A World Health Organization (WHO) report (2018), shows that in high-income countries men are three times more likely to die by suicide than women. Despite this fact, data shows that the number of men being affected by depression is less than that of women.
This can be linked to the stigma and silence around men’s mental health. This prevents them from seeking help or even admitting the fact that they are not doing fine and need help. What we need today is the normalisation of men talking about their feelings openly within their peer group and their loved ones.

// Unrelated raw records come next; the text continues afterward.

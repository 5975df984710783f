use common::models::{Direction, Signal};
use tracing::debug;

use crate::indicators::IndicatorSnapshot;

struct Tier {
    condition: fn(&IndicatorSnapshot) -> bool,
    direction: Direction,
    notes: &'static str,
    score: u8,
}

fn uptrend(s: &IndicatorSnapshot) -> bool {
    s.ema_fast > s.ema_mid
}

fn downtrend(s: &IndicatorSnapshot) -> bool {
    s.ema_fast < s.ema_mid
}

/// Highest conviction first. Tier 5 repeats tier 3's condition at a lower
/// score and can never win; it is kept so scores match the live bot.
const TIERS: [Tier; 8] = [
    Tier {
        condition: |s| uptrend(s) && s.rsi < 40.0 && s.macd > s.macd_signal && s.macd_hist > 0.0,
        direction: Direction::Long,
        notes: "Perfect match for LONG",
        score: 100,
    },
    Tier {
        condition: |s| downtrend(s) && s.rsi > 60.0 && s.macd < s.macd_signal && s.macd_hist < 0.0,
        direction: Direction::Short,
        notes: "Perfect match for SHORT",
        score: 100,
    },
    Tier {
        condition: |s| uptrend(s) && s.rsi < 50.0,
        direction: Direction::Long,
        notes: "Close match for LONG",
        score: 80,
    },
    Tier {
        condition: |s| downtrend(s) && s.rsi > 50.0,
        direction: Direction::Short,
        notes: "Close match for SHORT",
        score: 80,
    },
    Tier {
        condition: |s| uptrend(s) && s.rsi < 50.0,
        direction: Direction::Long,
        notes: "Ignoring MACD - LONG",
        score: 60,
    },
    Tier {
        condition: |s| downtrend(s) && s.rsi > 50.0,
        direction: Direction::Short,
        notes: "Ignoring MACD - SHORT",
        score: 60,
    },
    Tier {
        condition: uptrend,
        direction: Direction::Long,
        notes: "Ignoring RSI - LONG",
        score: 40,
    },
    Tier {
        condition: downtrend,
        direction: Direction::Short,
        notes: "Ignoring RSI - SHORT",
        score: 40,
    },
];

#[derive(Debug, Clone, PartialEq)]
pub struct Classification {
    pub direction: Direction,
    pub score: u8,
    pub rationale: String,
}

/// The EMA200 trend filter: longs only above it, shorts only below.
fn aligned_with_trend(direction: Direction, s: &IndicatorSnapshot) -> bool {
    match direction {
        Direction::Long => s.ema_fast > s.ema_slow,
        Direction::Short => s.ema_fast < s.ema_slow,
    }
}

/// Walks the tier cascade and returns the first tier that both matches and
/// agrees with the EMA200 trend, or `None` when nothing qualifies.
pub fn classify(snapshot: &IndicatorSnapshot) -> Option<Classification> {
    debug!(
        "Indicators | EMA20: {:.4}, EMA50: {:.4}, EMA200: {:.4}, RSI: {:.2}, MACD: {:.4}, Signal: {:.4}, Hist: {:.4}",
        snapshot.ema_fast,
        snapshot.ema_mid,
        snapshot.ema_slow,
        snapshot.rsi,
        snapshot.macd,
        snapshot.macd_signal,
        snapshot.macd_hist
    );

    for (attempt, tier) in TIERS.iter().enumerate().map(|(i, t)| (i + 1, t)) {
        if !(tier.condition)(snapshot) {
            debug!("[ATTEMPT {}] {} not satisfied", attempt, tier.notes);
            continue;
        }
        if !aligned_with_trend(tier.direction, snapshot) {
            debug!(
                "[ATTEMPT {}] {} matched but not aligned with EMA200 trend",
                attempt, tier.notes
            );
            continue;
        }

        debug!("[ATTEMPT {}] {} confirmed by EMA200", attempt, tier.notes);
        return Some(Classification {
            direction: tier.direction,
            score: tier.score,
            rationale: format!("[Attempt {}] {} | Confirmed by EMA200", attempt, tier.notes),
        });
    }

    None
}

pub fn signal_for(symbol: &str, snapshot: &IndicatorSnapshot) -> Option<Signal> {
    classify(snapshot).map(|c| Signal {
        symbol: symbol.to_string(),
        direction: c.direction,
        confidence_score: c.score,
        rationale: c.rationale,
    })
}
use std::cmp::Reverse;
use std::collections::HashSet;
use std::fmt::Display;
use std::sync::Arc;
use std::time::Duration;

use common::config::{Config, RiskSettings};
use common::models::{Candidate, TradeRecord};
use common::{ExchangeError, Notifier, TradeError};
use market_data::ExchangeClient;
use market_data::services::{Screener, SymbolCatalog};
use strategy::indicators::snapshot_from_candles;
use strategy::signal_for;
use tokio::sync::watch;
use tracing::{debug, error, info, warn};

use crate::services::execution_service::ExecutionService;
use crate::services::position_sizer::{calculate_order_quantity, validate_prices};

/// Candidates attempted per trading cycle.
pub const MAX_CANDIDATES_PER_CYCLE: usize = 6;

/// Everything the bot remembers during one run. Owned by the orchestrator
/// and lent to the executor for the duration of a single trade.
#[derive(Debug, Default)]
pub struct SessionState {
    pub trades_today: u32,
    pub daily_trade_cap: u32,
    pub excluded: HashSet<String>,
    pub candidate_pool: Vec<Candidate>,
    pub trade_log: Vec<TradeRecord>,
    /// Last batch handed to the executor, kept for the final report.
    pub top_signals: Vec<Candidate>,
}

impl SessionState {
    pub fn new(daily_trade_cap: u32) -> Self {
        Self {
            daily_trade_cap,
            ..Default::default()
        }
    }

    pub fn cap_reached(&self) -> bool {
        self.trades_today >= self.daily_trade_cap
    }

    pub fn exclude(&mut self, symbol: &str, reason: impl Display) {
        if self.excluded.insert(symbol.to_string()) {
            warn!("Excluding {} for the rest of the session: {}", symbol, reason);
        }
        self.candidate_pool.retain(|c| c.symbol() != symbol);
    }

    /// Drops excluded symbols from the pool and returns the `n` best-scored
    /// candidates, highest first. Ties keep discovery order.
    pub fn select_top_candidates(&mut self, n: usize) -> Vec<Candidate> {
        let excluded = &self.excluded;
        self.candidate_pool.retain(|c| !excluded.contains(c.symbol()));
        self.candidate_pool.sort_by_key(|c| Reverse(c.score()));

        self.top_signals = self.candidate_pool.iter().take(n).cloned().collect();
        self.top_signals.clone()
    }
}

/// Screen, evaluate, and trade until the daily cap is hit or shutdown is requested.
pub struct Session {
    client: Arc<dyn ExchangeClient>,
    notifier: Arc<dyn Notifier>,
    screener: Screener,
    catalog: SymbolCatalog,
    executor: ExecutionService,
    interval: String,
    candle_limit: u16,
    risk: RiskSettings,
    trade_delay: Duration,
    scan_interval: Duration,
}

impl Session {
    pub fn new(
        client: Arc<dyn ExchangeClient>,
        notifier: Arc<dyn Notifier>,
        screener: Screener,
        catalog: SymbolCatalog,
        config: &Config,
    ) -> Self {
        Self {
            executor: ExecutionService::new(client.clone(), notifier.clone(), config.risk),
            client,
            notifier,
            screener,
            catalog,
            interval: config.interval.clone(),
            candle_limit: config.candle_limit,
            risk: config.risk,
            trade_delay: config.trade_delay,
            scan_interval: config.scan_interval,
        }
    }

    pub async fn run(
        &mut self,
        state: &mut SessionState,
        mut shutdown: watch::Receiver<bool>,
    ) -> Result<(), ExchangeError> {
        loop {
            if state.cap_reached() {
                info!(
                    "Max trades reached today ({}/{}). Stopping.",
                    state.trades_today, state.daily_trade_cap
                );
                return Ok(());
            }
            if *shutdown.borrow() {
                info!("Shutdown requested. Leaving trading loop.");
                return Ok(());
            }

            if state.candidate_pool.is_empty() {
                if let Err(e) = self.scan(state, &shutdown).await {
                    error!("[FATAL] Screening failed: {}", e);
                    self.notifier
                        .send(&format!("❌ Screening failed: {}", e.message()))
                        .await;
                    return Err(e);
                }
            } else {
                info!(
                    "Reusing {} remaining candidates for this cycle.",
                    state.candidate_pool.len()
                );
            }

            let traded = self.trade(state, &mut shutdown).await;
            if traded == 0 {
                info!("No valid pairs found or trades placed in this cycle.");
                if state.candidate_pool.is_empty()
                    && !state.cap_reached()
                    && pause(self.scan_interval, &mut shutdown).await
                {
                    return Ok(());
                }
            }
        }
    }

    async fn scan(
        &mut self,
        state: &mut SessionState,
        shutdown: &watch::Receiver<bool>,
    ) -> Result<usize, ExchangeError> {
        info!("Scanning for signals...");
        let ranked = self
            .screener
            .screen(self.client.as_ref(), &self.catalog, &state.excluded)
            .await?;

        let mut found = 0;
        for entry in ranked {
            if state.cap_reached() || *shutdown.borrow() {
                break;
            }

            debug!("Scanning {}", entry.symbol);
            match self.evaluate(&entry.symbol).await {
                Ok(Some(candidate)) => {
                    info!(
                        "[SIGNAL FOUND] {} | Signal: {} | Price: {} | Score: {} | Notes: {} | Qty: {}",
                        candidate.symbol(),
                        candidate.signal.direction,
                        candidate.entry_price,
                        candidate.score(),
                        candidate.signal.rationale,
                        candidate.quantity
                    );
                    state.candidate_pool.push(candidate);
                    found += 1;
                }
                Ok(None) => debug!("No signal for {}", entry.symbol),
                Err(e) if e.excludes_symbol() => self.drop_symbol(state, &entry.symbol, e).await,
                Err(e) => debug!("Skipping {} this scan: {}", entry.symbol, e),
            }
        }

        info!("Scan finished with {} candidates", found);
        Ok(found)
    }

    async fn evaluate(&mut self, symbol: &str) -> Result<Option<Candidate>, TradeError> {
        let candles = self
            .client
            .get_candles(symbol, &self.interval, self.candle_limit)
            .await?;
        let snapshot = snapshot_from_candles(&candles)?;
        let Some(signal) = signal_for(symbol, &snapshot) else {
            return Ok(None);
        };

        let entry_price = self.client.get_mark_price(symbol).await?;
        let meta = self.catalog.meta(symbol)?;
        let quantity = calculate_order_quantity(
            &meta,
            entry_price,
            f64::from(self.risk.leverage),
            self.risk.quantity_usdt,
        )?;
        validate_prices(
            &meta,
            entry_price,
            quantity,
            signal.direction,
            self.risk.risk_per_trade,
        )?;

        Ok(Some(Candidate {
            signal,
            entry_price,
            quantity,
        }))
    }

    /// Returns the number of trades committed in this cycle.
    async fn trade(&mut self, state: &mut SessionState, shutdown: &mut watch::Receiver<bool>) -> usize {
        let top = state.select_top_candidates(MAX_CANDIDATES_PER_CYCLE);
        if top.is_empty() {
            return 0;
        }
        info!("Processing {} top signals...", top.len());

        let mut executed = 0;
        for candidate in top {
            if state.cap_reached() {
                info!("Max trades reached. Stopping further trades.");
                break;
            }
            if *shutdown.borrow() {
                break;
            }

            let symbol = candidate.symbol().to_string();
            let result = match self.catalog.meta(&symbol) {
                Ok(meta) => self.executor.execute(state, &candidate, &meta).await,
                Err(e) => Err(e),
            };

            match result {
                Ok(_) => {
                    executed += 1;
                    state.exclude(&symbol, "traded");
                    if pause(self.trade_delay, shutdown).await {
                        break;
                    }
                }
                Err(e) => self.drop_symbol(state, &symbol, e).await,
            }
        }
        executed
    }

    async fn drop_symbol(&self, state: &mut SessionState, symbol: &str, error: TradeError) {
        if !error.already_notified() {
            self.notifier
                .send(&format!("❌ Trade Error for {symbol}: {error}"))
                .await;
        }
        state.exclude(symbol, &error);
    }
}

/// Sleeps for `duration`. Returns `true` when shutdown was requested meanwhile.
/// A closed channel carries no request, so the full pause is served.
async fn pause(duration: Duration, shutdown: &mut watch::Receiver<bool>) -> bool {
    if duration.is_zero() {
        return *shutdown.borrow();
    }
    tokio::select! {
        _ = tokio::time::sleep(duration) => {}
        Ok(()) = shutdown.changed() => {}
    }
    *shutdown.borrow()
}

pub fn top_signals_message(state: &SessionState) -> String {
    if state.top_signals.is_empty() {
        return "❌ No top signals found at the end of the bot execution.".to_string();
    }
    let mut lines = vec!["<b>📊 Final Top Signals</b>".to_string()];
    lines.extend(state.top_signals.iter().enumerate().map(|(i, c)| {
        format!(
            "| {}. <code>{}</code> | Signal: <b>{}</b> |",
            i + 1,
            c.symbol(),
            c.signal.direction.to_string().to_uppercase()
        )
    }));
    lines.join("\n")
}

pub fn trade_summary_message(state: &SessionState) -> String {
    if state.trade_log.is_empty() {
        return "❌ No trades executed".to_string();
    }
    let mut lines = vec!["<b>📊 Trade Summary</b>".to_string()];
    lines.extend(state.trade_log.iter().enumerate().map(|(i, t)| {
        format!(
            "{}. <code>{}</code> | <b>{}</b>",
            i + 1,
            t.symbol,
            t.direction.to_string().to_uppercase()
        )
    }));
    lines.join("\n")
}

pub async fn send_final_summary(notifier: &dyn Notifier, state: &SessionState) {
    for record in &state.trade_log {
        info!(
            "{}. {} | Signal: {} | Entry: {} | SL: {} | TP: {} | RR: {} | Notes: {}",
            record.sequence_number,
            record.symbol,
            record.direction,
            record.entry_price,
            record.stop_price,
            record.take_profit_price,
            record.risk_reward_ratio,
            record.rationale
        );
    }

    notifier.send("Bot execution completed.").await;
    notifier.send(&top_signals_message(state)).await;
    notifier.send(&trade_summary_message(state)).await;
}
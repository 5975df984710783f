pub mod screener;
pub mod symbol_catalog;

pub use screener::{RankedSymbol, Screener};
pub use symbol_catalog::SymbolCatalog;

Trans and non-binary mental health
Today, important conversations about gender and sexuality have started taking place. A part of our society is starting to realise that inclusivity is the only way forward but there also exists another part of our society which is still in the dark, clinging to their orthodox views about these issues. When we talk about mental health and gender, often those who do not conform to the traditional genders of male and female are left out.
A transgender is a person identifying with a different gender than that assigned at their birth and Wikipedia defines non-binary or genderqueer people as “having two or more genders (being bigender or trigender); having no gender (agender, nongendered, genderless, gender-free or neutrois); moving between genders or having a fluctuating gender identity (genderfluid); being third gender or other-gendered (a category that includes those who do not place a name to their gender).”
This is a marginalized community that faces rejection, discrimination, bullying, harassment, and violence very often. Moreover, they have limited access to opportunities and facilities as opposed to their cisgender peers (people whose gender identity aligns with their sex at birth).
A study published in the “American Journal of Preventive Medicine” showed that gender minority students are two to four times more likely to experience mental health issues than others. The most common disorders affecting them are depression, anxiety, eating disorders, and suicidal tendencies.
Studies have found that 51.4% of transgender women and 48.3% of transgender men experience depression and 40.4% of transgender women and 47.5% of transgender men experience anxiety.
In addition to the stigma, there is a lot of misgendering, invalidation, and presumptions surrounding the identity of these people. This results in their isolation, poor self-image, and self-harming behaviours among other things. The fear of mistreatment and the lack of gender-affirming therapists prevents trans and nonbinary people from seeking therapy and makes them prefer self-medication.